Listed records:
===
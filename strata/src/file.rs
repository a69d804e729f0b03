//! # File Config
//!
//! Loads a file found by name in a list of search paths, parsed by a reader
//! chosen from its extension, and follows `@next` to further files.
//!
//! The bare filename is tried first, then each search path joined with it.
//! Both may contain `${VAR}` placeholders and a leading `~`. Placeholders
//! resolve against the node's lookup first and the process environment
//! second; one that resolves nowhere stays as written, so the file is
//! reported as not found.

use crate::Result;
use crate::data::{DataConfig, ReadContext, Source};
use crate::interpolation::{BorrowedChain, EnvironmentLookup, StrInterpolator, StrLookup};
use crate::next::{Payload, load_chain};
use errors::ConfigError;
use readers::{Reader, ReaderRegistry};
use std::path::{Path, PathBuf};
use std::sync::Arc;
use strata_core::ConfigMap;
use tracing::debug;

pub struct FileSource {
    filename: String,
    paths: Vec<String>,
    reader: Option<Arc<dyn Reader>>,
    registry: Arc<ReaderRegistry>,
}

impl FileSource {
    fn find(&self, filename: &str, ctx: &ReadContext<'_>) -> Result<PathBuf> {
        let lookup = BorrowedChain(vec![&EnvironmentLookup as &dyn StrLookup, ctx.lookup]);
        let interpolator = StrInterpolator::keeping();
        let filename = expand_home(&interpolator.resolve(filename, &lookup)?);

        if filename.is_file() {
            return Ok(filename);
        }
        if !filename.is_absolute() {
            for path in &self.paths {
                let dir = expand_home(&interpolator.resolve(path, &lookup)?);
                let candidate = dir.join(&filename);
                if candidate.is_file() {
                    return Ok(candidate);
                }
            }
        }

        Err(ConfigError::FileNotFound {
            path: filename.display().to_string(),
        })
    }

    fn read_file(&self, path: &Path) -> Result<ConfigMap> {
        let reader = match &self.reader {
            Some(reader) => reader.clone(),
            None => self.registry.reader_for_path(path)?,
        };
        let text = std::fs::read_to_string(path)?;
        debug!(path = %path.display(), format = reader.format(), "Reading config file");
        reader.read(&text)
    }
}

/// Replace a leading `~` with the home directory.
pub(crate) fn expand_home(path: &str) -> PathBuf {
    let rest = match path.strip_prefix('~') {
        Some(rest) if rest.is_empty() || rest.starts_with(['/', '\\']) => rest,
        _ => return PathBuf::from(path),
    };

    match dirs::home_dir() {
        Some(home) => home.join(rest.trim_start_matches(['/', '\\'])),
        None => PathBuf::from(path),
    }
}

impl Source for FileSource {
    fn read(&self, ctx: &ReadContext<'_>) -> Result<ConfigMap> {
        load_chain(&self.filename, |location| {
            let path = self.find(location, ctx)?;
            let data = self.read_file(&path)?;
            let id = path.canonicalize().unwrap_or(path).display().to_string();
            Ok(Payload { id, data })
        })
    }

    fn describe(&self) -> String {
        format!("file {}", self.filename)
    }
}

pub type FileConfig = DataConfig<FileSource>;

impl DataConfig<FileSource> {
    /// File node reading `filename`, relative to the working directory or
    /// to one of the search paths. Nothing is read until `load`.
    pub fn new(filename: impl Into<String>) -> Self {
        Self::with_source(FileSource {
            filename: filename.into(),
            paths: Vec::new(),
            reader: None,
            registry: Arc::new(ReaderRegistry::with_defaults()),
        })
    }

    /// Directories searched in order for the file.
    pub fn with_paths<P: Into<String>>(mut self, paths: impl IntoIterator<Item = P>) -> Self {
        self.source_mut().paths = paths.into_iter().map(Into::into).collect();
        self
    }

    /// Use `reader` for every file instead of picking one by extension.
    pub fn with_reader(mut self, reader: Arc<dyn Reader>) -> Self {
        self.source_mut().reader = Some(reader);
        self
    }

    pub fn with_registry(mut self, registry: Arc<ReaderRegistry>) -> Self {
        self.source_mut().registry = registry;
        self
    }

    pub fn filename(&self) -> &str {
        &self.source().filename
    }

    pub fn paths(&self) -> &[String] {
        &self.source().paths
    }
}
===
Exercise directions: Go through the records line by line and give the number of lines with the string "PathBuf" in them, stating nothing else.

Answer to this problem: 5